И в 1912 году он вновь возвращается к той же теме:

«Лучше вся жестокость цивилизации, все „безбожие“ „экономической“ культуры, чем ужас призраков — времен отошедших; самый светлый человек может пасть мертвым пред неуязвимым призраком, но он вынесет чудовищность и ужас реальности. Реальности надо нам, страшнее мистики нет ничего на свете».

В следующем году, говоря о старых и новых литературных школах, он пишет:

«Пора развязать руки, я больше не школьник.
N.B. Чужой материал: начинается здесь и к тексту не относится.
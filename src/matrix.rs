use std::ops::{ Index, IndexMut, Mul };
use std::convert::From;

use crate::feq;
use crate::vector::Vector3;

/// A 3x3 matrix.
///
/// The ray tracer only needs these to orient the camera; a `Matrix3D`
/// rotates the viewport direction of every primary ray into world space.
/// Elements are stored row-major.
///
/// # Examples
///
/// Turning the camera 90 degrees to the left:
///
/// ```
/// # use sphere_tracer::vector::Vector3;
/// # use sphere_tracer::matrix::Matrix3D;
/// let forward = Vector3::new(0.0, 0.0, 1.0);
/// let m = Matrix3D::rotation_y(-std::f64::consts::PI / 2.0);
/// assert_eq!(m * forward, Vector3::new(-1.0, 0.0, 0.0));
/// ```
#[derive(Copy, Clone, Debug, PartialOrd)]
pub struct Matrix3D {
    data: [f64; 9],
}

/// Determines whether two `Matrix3D`s are equal.
///
/// Matrices are compared element-wise. Note that equality is approximate, as
/// `Matrix3D` elements are floating point numbers.
impl PartialEq for Matrix3D {
    fn eq(&self, other: &Matrix3D) -> bool {
        self.data.iter().zip(other.data.iter()).all(|(x, y)| feq(*x, *y))
    }
}

impl Default for Matrix3D {
    fn default() -> Matrix3D {
        Matrix3D::identity()
    }
}

impl Matrix3D {
    /// Creates a new `Matrix3D`. All elements are initialized to `0.0`.
    pub fn new() -> Matrix3D {
        Matrix3D { data: [0.0; 9] }
    }

    /// Instantiates a 3x3 identity matrix.
    pub fn identity() -> Matrix3D {
        let mut buf = [0.0; 9];
        buf[0] = 1.0; buf[4] = 1.0; buf[8] = 1.0;

        Matrix3D { data: buf }
    }

    /// Instantiates a rotation about the X axis.
    ///
    /// Assumes that parameter `r` is in radians.
    pub fn rotation_x(r: f64) -> Matrix3D {
        let mut rotate = Self::identity();
        rotate[(1, 1)] =  r.cos();
        rotate[(1, 2)] = -r.sin();
        rotate[(2, 1)] =  r.sin();
        rotate[(2, 2)] =  r.cos();

        rotate
    }

    /// Instantiates a rotation about the Y axis.
    ///
    /// Assumes that parameter `r` is in radians. A negative angle turns a
    /// camera looking down +Z towards -X.
    pub fn rotation_y(r: f64) -> Matrix3D {
        let mut rotate = Self::identity();
        rotate[(0, 0)] =  r.cos();
        rotate[(0, 2)] =  r.sin();
        rotate[(2, 0)] = -r.sin();
        rotate[(2, 2)] =  r.cos();

        rotate
    }

    /// Instantiates a rotation about the Z axis.
    ///
    /// Assumes that parameter `r` is in radians.
    pub fn rotation_z(r: f64) -> Matrix3D {
        let mut rotate = Self::identity();
        rotate[(0, 0)] =  r.cos();
        rotate[(0, 1)] = -r.sin();
        rotate[(1, 0)] =  r.sin();
        rotate[(1, 1)] =  r.cos();

        rotate
    }

    /// Produces the transpose of a matrix, returning a new matrix.
    pub fn transposition(&self) -> Matrix3D {
        let mut buf = *self;

        for r in 0..3 {
            for c in (r+1)..3 {
                buf[(r, c)] = self[(c, r)];
                buf[(c, r)] = self[(r, c)];
            }
        }

        buf
    }

    /// Calculates the determinant of a `Matrix3D`.
    pub fn determinant(&self) -> f64 {
        self[(0, 0)] * (self[(1, 1)] * self[(2, 2)] - self[(1, 2)] * self[(2, 1)])
            - self[(0, 1)] * (self[(1, 0)] * self[(2, 2)] - self[(1, 2)] * self[(2, 0)])
            + self[(0, 2)] * (self[(1, 0)] * self[(2, 1)] - self[(1, 1)] * self[(2, 0)])
    }

    /// Checks whether a matrix is a proper rotation.
    ///
    /// A rotation is orthonormal (its transpose is its inverse) and keeps
    /// handedness (determinant of one). Other matrices still work as camera
    /// orientations, but they stretch or mirror the image.
    pub fn is_rotation(&self) -> bool {
        *self * self.transposition() == Matrix3D::identity()
            && feq(self.determinant(), 1.0)
    }
}

impl From<[f64; 9]> for Matrix3D {
    fn from(data: [f64; 9]) -> Matrix3D {
        Matrix3D { data }
    }
}

impl Index<(usize, usize)> for Matrix3D {
    type Output = f64;

    fn index(&self, index: (usize, usize)) -> &f64 {
        &self.data[(index.0 * 3) + index.1]
    }
}

impl IndexMut<(usize, usize)> for Matrix3D {
    fn index_mut(&mut self, index: (usize, usize)) -> &mut f64 {
        &mut self.data[(index.0 * 3) + index.1]
    }
}

/// Multiplication between two matrices.
///
/// Note that matrix multiplication is not commutative; rotations compose
/// right to left.
impl Mul<Matrix3D> for Matrix3D {
    type Output = Matrix3D;

    fn mul(self, other: Matrix3D) -> Matrix3D {
        let mut res = Matrix3D::new();

        for r in 0..3 {
            for c in 0..3 {
                res[(r, c)] = self[(r, 0)] * other[(0, c)]
                    + self[(r, 1)] * other[(1, c)]
                    + self[(r, 2)] * other[(2, c)]
            }
        }

        res
    }
}

/// Multiplication between a matrix and a `Vector3`.
///
/// Vectors are multiplied on the right, as a column.
///
/// # Examples
///
/// ```
/// # use sphere_tracer::vector::Vector3;
/// # use sphere_tracer::matrix::Matrix3D;
/// let v = Vector3::new(1.0, 4.0, 5.0);
/// let m = Matrix3D::from([2.0, 0.0, 0.0, 0.0, 2.0, 0.0, 0.0, 0.0, 2.0]);
/// assert_eq!(m * v, Vector3::new(2.0, 8.0, 10.0));
/// ```
impl Mul<Vector3> for Matrix3D {
    type Output = Vector3;

    fn mul(self, other: Vector3) -> Vector3 {
        Vector3 {
            x: self[(0, 0)] * other.x + self[(0, 1)] * other.y + self[(0, 2)] * other.z,
            y: self[(1, 0)] * other.x + self[(1, 1)] * other.y + self[(1, 2)] * other.z,
            z: self[(2, 0)] * other.x + self[(2, 1)] * other.y + self[(2, 2)] * other.z,
        }
    }
}

#[test]
fn identity() {
    let v = Vector3::new(1.0, -2.0, 3.0);

    assert_eq!(Matrix3D::identity() * v, v);
    assert_eq!(Matrix3D::default(), Matrix3D::identity());
}

#[test]
fn transpose() {
    let m = Matrix3D::from([1.0, 2.0, 3.0, 4.0, 5.0, 6.0, 7.0, 8.0, 9.0]);
    let t = Matrix3D::from([1.0, 4.0, 7.0, 2.0, 5.0, 8.0, 3.0, 6.0, 9.0]);

    assert_eq!(m.transposition(), t);
}

#[test]
fn determinant() {
    let m = Matrix3D::from([1.0, 2.0, 6.0, -5.0, 8.0, -4.0, 2.0, 6.0, 4.0]);

    assert_eq!(m.determinant(), -196.0);
}

#[test]
fn rotation_x_quarter() {
    let v = Vector3::new(0.0, 1.0, 0.0);
    let m = Matrix3D::rotation_x(std::f64::consts::PI / 2.0);

    assert_eq!(m * v, Vector3::new(0.0, 0.0, 1.0));
}

#[test]
fn rotation_y_quarter() {
    let v = Vector3::new(1.0, 0.0, 0.0);
    let m = Matrix3D::rotation_y(std::f64::consts::PI / 2.0);

    assert_eq!(m * v, Vector3::new(0.0, 0.0, -1.0));
}

#[test]
fn rotation_z_quarter() {
    let v = Vector3::new(0.0, 1.0, 0.0);
    let m = Matrix3D::rotation_z(std::f64::consts::PI / 2.0);

    assert_eq!(m * v, Vector3::new(-1.0, 0.0, 0.0));
}

#[test]
fn rotations_compose() {
    let quarter = Matrix3D::rotation_z(std::f64::consts::PI / 4.0);

    assert_eq!(quarter * quarter, Matrix3D::rotation_z(std::f64::consts::PI / 2.0));
}

#[test]
fn detect_rotation() {
    assert!(Matrix3D::rotation_y(0.3).is_rotation());
    assert!((Matrix3D::rotation_x(1.0) * Matrix3D::rotation_z(-2.0)).is_rotation());

    let scale = Matrix3D::from([2.0, 0.0, 0.0, 0.0, 1.0, 0.0, 0.0, 0.0, 1.0]);
    assert!(!scale.is_rotation());

    let mirror = Matrix3D::from([-1.0, 0.0, 0.0, 0.0, 1.0, 0.0, 0.0, 0.0, 1.0]);
    assert!(!mirror.is_rotation());
}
Никаких символизмов больше — один, отвечаю за себя, один — и могу еще быть моложе молодых поэтов „среднего возраста“, обремененных потомством и акмеизмом».
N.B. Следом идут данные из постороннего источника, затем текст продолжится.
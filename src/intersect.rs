use crate::vector::Vector3;
use crate::ray::Ray;
use crate::sphere::Sphere;

/// An intersection.
///
/// This structure assumes that some ray produced an intersection. Parameter `t`
/// is analogous to `t` for a ray (the offset from the ray origin).
///
/// `what` borrows the sphere that was hit and `index` is its position in the
/// world, which is what breaks ties between equally distant hits.
#[derive(Copy, Clone, Debug)]
pub struct Intersection<'a> {
    pub t: f64,
    pub what: &'a Sphere,
    pub index: usize,
}

impl<'a> Intersection<'a> {
    pub fn new(t: f64, what: &'a Sphere, index: usize) -> Intersection<'a> {
        Intersection { t, what, index }
    }
}

/// Finds the closest intersection of a ray among a list of spheres.
///
/// A root counts when it lies strictly inside `(t_min, t_max)` and is strictly
/// smaller than the best root found so far. Spheres are visited in order and,
/// for each sphere, the larger root `t1` is offered before `t2`. Because the
/// comparison is strict, the first root to reach a given distance keeps it:
/// an earlier sphere wins an exact tie against a later one.
pub fn closest_intersection<'a>(spheres: &'a [Sphere], ray: &Ray,
    t_min: f64, t_max: f64) -> Option<Intersection<'a>> {
    let mut closest: Option<Intersection<'a>> = None;
    let mut closest_t = f64::INFINITY;

    for (index, sphere) in spheres.iter().enumerate() {
        let (t1, t2) = match sphere.intersect(ray) {
            Some(roots) => roots,
            None => continue,
        };

        for &t in [t1, t2].iter() {
            if t_min < t && t < t_max && t < closest_t {
                closest_t = t;
                closest = Some(Intersection::new(t, sphere, index));
            }
        }
    }

    closest
}

/// A record for computations associated with an `Intersection`.
#[derive(Clone, Debug)]
pub struct IntersectionComputation<'a> {
    /// The "time" of the ray intersection.
    pub t: f64,

    /// The sphere being intersected.
    pub obj: &'a Sphere,

    /// The point where the intersection occurs.
    pub point: Vector3,

    /// The outward unit normal of the sphere at `point`.
    pub normalv: Vector3,

    /// The unit vector pointing back along the ray, towards the viewer.
    pub eyev: Vector3,
}

impl<'a> IntersectionComputation<'a> {
    /// Creates a new intersection computation, given a ray and intersection.
    pub fn new(r: &Ray, hit: &Intersection<'a>) -> IntersectionComputation<'a> {
        let point = r.position(hit.t);
        let normalv = hit.what.normal_at(point);
        let eyev = (-r.direction).normalize();

        IntersectionComputation {
            t: hit.t,
            obj: hit.what,
            point,
            normalv,
            eyev,
        }
    }

    /// The direction a mirror reflection leaves the surface in.
    pub fn reflectv(&self) -> Vector3 {
        self.eyev.reflect(&self.normalv)
    }
}

#[cfg(test)]
use crate::color::Color;

#[test]
fn closest_of_two_spheres() {
    let spheres = [
        Sphere::new(Vector3::new(0.0, 0.0, 10.0), 1.0, Color::red()),
        Sphere::new(Vector3::new(0.0, 0.0, 5.0), 1.0, Color::blue()),
    ];
    let r = Ray::new(Vector3::zero(), Vector3::new(0.0, 0.0, 1.0));

    let hit = closest_intersection(&spheres, &r, 1.0, f64::INFINITY).unwrap();
    assert_eq!(hit.t, 4.0);
    assert_eq!(hit.index, 1);
    assert!(std::ptr::eq(hit.what, &spheres[1]));
}

#[test]
fn range_bounds_are_exclusive() {
    let spheres = [Sphere::new(Vector3::new(0.0, 0.0, 5.0), 1.0, Color::red())];
    let r = Ray::new(Vector3::zero(), Vector3::new(0.0, 0.0, 1.0));

    // t = 4 sits on t_min and is rejected, t = 6 is next.
    assert_eq!(closest_intersection(&spheres, &r, 4.0, f64::INFINITY).unwrap().t, 6.0);

    // t = 6 sits on t_max and is rejected too.
    assert!(closest_intersection(&spheres, &r, 4.0, 6.0).is_none());
}

#[test]
fn hits_behind_origin_are_ignored() {
    let spheres = [Sphere::new(Vector3::new(0.0, 0.0, -5.0), 1.0, Color::red())];
    let r = Ray::new(Vector3::zero(), Vector3::new(0.0, 0.0, 1.0));

    assert!(closest_intersection(&spheres, &r, 0.001, f64::INFINITY).is_none());
}

#[test]
fn inside_sphere_hits_far_wall() {
    let spheres = [Sphere::default()];
    let r = Ray::new(Vector3::zero(), Vector3::new(0.0, 0.0, 1.0));

    assert_eq!(closest_intersection(&spheres, &r, 0.001, f64::INFINITY).unwrap().t, 1.0);
}

#[test]
fn first_sphere_wins_a_tie() {
    // Two identical spheres give bit-identical roots.
    let spheres = [
        Sphere::new(Vector3::new(0.0, 0.0, 5.0), 1.0, Color::red()),
        Sphere::new(Vector3::new(0.0, 0.0, 5.0), 1.0, Color::blue()),
    ];
    let r = Ray::new(Vector3::zero(), Vector3::new(0.0, 0.0, 1.0));

    let hit = closest_intersection(&spheres, &r, 0.001, f64::INFINITY).unwrap();
    assert_eq!(hit.index, 0);
    assert_eq!(hit.what.color, Color::red());
}

#[test]
fn no_spheres_no_hit() {
    let r = Ray::new(Vector3::zero(), Vector3::new(0.0, 0.0, 1.0));

    assert!(closest_intersection(&[], &r, 0.001, f64::INFINITY).is_none());
}

#[test]
fn precompute_hit_state() {
    let s = Sphere::new(Vector3::new(0.0, 0.0, 5.0), 1.0, Color::red());
    let r = Ray::new(Vector3::zero(), Vector3::new(0.0, 0.0, 2.0));
    let i = Intersection::new(2.0, &s, 0);

    let comps = IntersectionComputation::new(&r, &i);
    assert_eq!(comps.point, Vector3::new(0.0, 0.0, 4.0));
    assert_eq!(comps.normalv, Vector3::new(0.0, 0.0, -1.0));
    assert_eq!(comps.eyev, Vector3::new(0.0, 0.0, -1.0));
    assert_eq!(comps.reflectv(), Vector3::new(0.0, 0.0, -1.0));
}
Ни эти записи в дневнике, ни письмо матери, написанное в феврале 1911 года, не были известны при жизни Блока. Когда их опубликовали в 1932 году, Белый был потрясен; он заговорил о предательстве. Возможно, он был не далек от истины — Блок действительно предал «дело символизма». Но лишь ценой этого предательства сумел он освободиться, подняться до уровня национального поэта и занять место рядом с Пушкиным, Тютчевым, Лермонтовым. Он всем своим творчеством откликался на голос своего народа, черпал вдохновение из родных истоков, прозревал и предсказывал судьбы родины.